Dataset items
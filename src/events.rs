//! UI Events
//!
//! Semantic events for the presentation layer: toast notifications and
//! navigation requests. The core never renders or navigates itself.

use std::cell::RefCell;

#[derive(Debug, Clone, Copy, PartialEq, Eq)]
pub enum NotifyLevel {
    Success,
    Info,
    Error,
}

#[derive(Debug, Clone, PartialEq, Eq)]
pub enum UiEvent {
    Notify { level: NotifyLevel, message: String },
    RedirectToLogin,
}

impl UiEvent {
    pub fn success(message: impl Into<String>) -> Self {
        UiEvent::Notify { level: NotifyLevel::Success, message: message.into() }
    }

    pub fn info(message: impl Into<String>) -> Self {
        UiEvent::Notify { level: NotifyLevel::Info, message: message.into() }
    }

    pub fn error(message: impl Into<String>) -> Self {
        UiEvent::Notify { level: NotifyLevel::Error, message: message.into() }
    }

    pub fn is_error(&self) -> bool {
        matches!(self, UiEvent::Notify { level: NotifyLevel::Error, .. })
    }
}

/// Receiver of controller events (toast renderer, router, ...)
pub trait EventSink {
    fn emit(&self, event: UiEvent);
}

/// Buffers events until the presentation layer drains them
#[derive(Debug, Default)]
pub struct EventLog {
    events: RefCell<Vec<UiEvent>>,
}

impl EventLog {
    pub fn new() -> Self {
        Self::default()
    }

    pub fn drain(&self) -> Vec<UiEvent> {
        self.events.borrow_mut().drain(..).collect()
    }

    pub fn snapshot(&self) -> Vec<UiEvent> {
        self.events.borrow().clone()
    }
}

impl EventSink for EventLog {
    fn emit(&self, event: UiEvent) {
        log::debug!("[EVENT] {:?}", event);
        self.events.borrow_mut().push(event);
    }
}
---
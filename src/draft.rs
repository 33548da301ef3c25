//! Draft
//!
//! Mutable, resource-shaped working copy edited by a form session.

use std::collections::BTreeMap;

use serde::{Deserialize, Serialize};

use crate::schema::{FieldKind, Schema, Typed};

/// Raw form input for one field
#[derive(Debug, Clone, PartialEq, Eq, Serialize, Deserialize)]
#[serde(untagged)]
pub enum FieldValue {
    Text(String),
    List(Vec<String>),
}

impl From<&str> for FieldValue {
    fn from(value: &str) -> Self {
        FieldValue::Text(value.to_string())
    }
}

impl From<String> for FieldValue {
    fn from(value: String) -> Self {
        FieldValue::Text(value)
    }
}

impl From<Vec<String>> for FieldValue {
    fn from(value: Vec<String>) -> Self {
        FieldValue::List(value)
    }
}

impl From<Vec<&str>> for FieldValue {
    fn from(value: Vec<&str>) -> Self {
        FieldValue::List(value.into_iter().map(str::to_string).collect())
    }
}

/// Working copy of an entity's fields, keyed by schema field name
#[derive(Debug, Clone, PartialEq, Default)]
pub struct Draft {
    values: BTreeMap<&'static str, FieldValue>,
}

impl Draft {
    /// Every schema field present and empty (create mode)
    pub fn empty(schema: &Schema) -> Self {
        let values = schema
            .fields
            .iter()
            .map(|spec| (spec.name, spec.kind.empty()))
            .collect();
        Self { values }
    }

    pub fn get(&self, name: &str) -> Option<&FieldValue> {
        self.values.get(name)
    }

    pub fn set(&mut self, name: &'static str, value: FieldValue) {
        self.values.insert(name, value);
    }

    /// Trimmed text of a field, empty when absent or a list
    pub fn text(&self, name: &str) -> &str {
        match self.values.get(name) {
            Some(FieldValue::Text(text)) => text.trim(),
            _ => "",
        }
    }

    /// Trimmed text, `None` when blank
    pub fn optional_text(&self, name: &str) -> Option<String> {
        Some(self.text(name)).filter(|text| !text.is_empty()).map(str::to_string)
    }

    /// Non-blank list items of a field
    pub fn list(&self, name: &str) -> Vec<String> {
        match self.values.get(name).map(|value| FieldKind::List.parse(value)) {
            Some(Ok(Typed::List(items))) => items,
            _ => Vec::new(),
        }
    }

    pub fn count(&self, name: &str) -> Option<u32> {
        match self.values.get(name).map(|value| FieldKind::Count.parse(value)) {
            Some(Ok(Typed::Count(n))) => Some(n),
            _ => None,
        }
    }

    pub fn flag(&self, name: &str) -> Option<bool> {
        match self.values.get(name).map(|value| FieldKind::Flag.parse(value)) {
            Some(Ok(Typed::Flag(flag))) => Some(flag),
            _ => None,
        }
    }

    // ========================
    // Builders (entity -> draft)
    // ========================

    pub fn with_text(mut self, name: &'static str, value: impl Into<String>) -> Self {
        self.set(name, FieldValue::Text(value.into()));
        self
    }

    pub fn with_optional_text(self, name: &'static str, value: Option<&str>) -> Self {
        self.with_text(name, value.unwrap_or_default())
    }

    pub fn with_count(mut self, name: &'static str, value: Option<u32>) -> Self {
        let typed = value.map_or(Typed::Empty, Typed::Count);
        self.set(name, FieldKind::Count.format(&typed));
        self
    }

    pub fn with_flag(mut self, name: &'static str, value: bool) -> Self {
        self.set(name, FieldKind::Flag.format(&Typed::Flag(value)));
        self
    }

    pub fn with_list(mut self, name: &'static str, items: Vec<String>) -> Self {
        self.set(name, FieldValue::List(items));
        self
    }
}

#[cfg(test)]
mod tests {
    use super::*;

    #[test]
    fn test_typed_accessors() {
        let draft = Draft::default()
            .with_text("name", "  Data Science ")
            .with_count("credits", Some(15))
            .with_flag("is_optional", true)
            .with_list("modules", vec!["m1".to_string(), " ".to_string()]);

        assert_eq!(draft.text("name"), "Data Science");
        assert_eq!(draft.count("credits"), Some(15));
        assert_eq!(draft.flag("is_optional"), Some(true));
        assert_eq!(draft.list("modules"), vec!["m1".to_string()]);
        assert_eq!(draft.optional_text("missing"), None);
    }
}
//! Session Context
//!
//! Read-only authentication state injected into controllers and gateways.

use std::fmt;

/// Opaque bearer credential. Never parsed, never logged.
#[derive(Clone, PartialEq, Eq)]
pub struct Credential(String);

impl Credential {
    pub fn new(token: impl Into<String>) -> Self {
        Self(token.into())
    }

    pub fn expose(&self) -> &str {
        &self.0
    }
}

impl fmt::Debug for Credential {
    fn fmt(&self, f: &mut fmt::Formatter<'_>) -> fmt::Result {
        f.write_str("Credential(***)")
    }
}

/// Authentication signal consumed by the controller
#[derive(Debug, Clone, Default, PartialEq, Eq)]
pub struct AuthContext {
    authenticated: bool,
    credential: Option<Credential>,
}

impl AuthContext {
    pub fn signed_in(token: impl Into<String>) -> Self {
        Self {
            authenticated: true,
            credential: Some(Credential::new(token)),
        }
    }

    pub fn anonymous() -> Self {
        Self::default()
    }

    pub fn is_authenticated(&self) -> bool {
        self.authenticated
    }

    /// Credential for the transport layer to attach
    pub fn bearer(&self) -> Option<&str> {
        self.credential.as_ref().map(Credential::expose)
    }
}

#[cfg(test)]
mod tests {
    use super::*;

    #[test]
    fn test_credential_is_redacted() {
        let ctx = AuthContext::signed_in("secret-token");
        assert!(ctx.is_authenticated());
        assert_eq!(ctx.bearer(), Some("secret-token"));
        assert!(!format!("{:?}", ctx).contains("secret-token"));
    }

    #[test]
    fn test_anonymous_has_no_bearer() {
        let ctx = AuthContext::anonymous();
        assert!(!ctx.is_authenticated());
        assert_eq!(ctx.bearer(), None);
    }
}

Exercise details: From the data above, state how many lines contain the string "message", offering no other words.

Answer to the problem: 7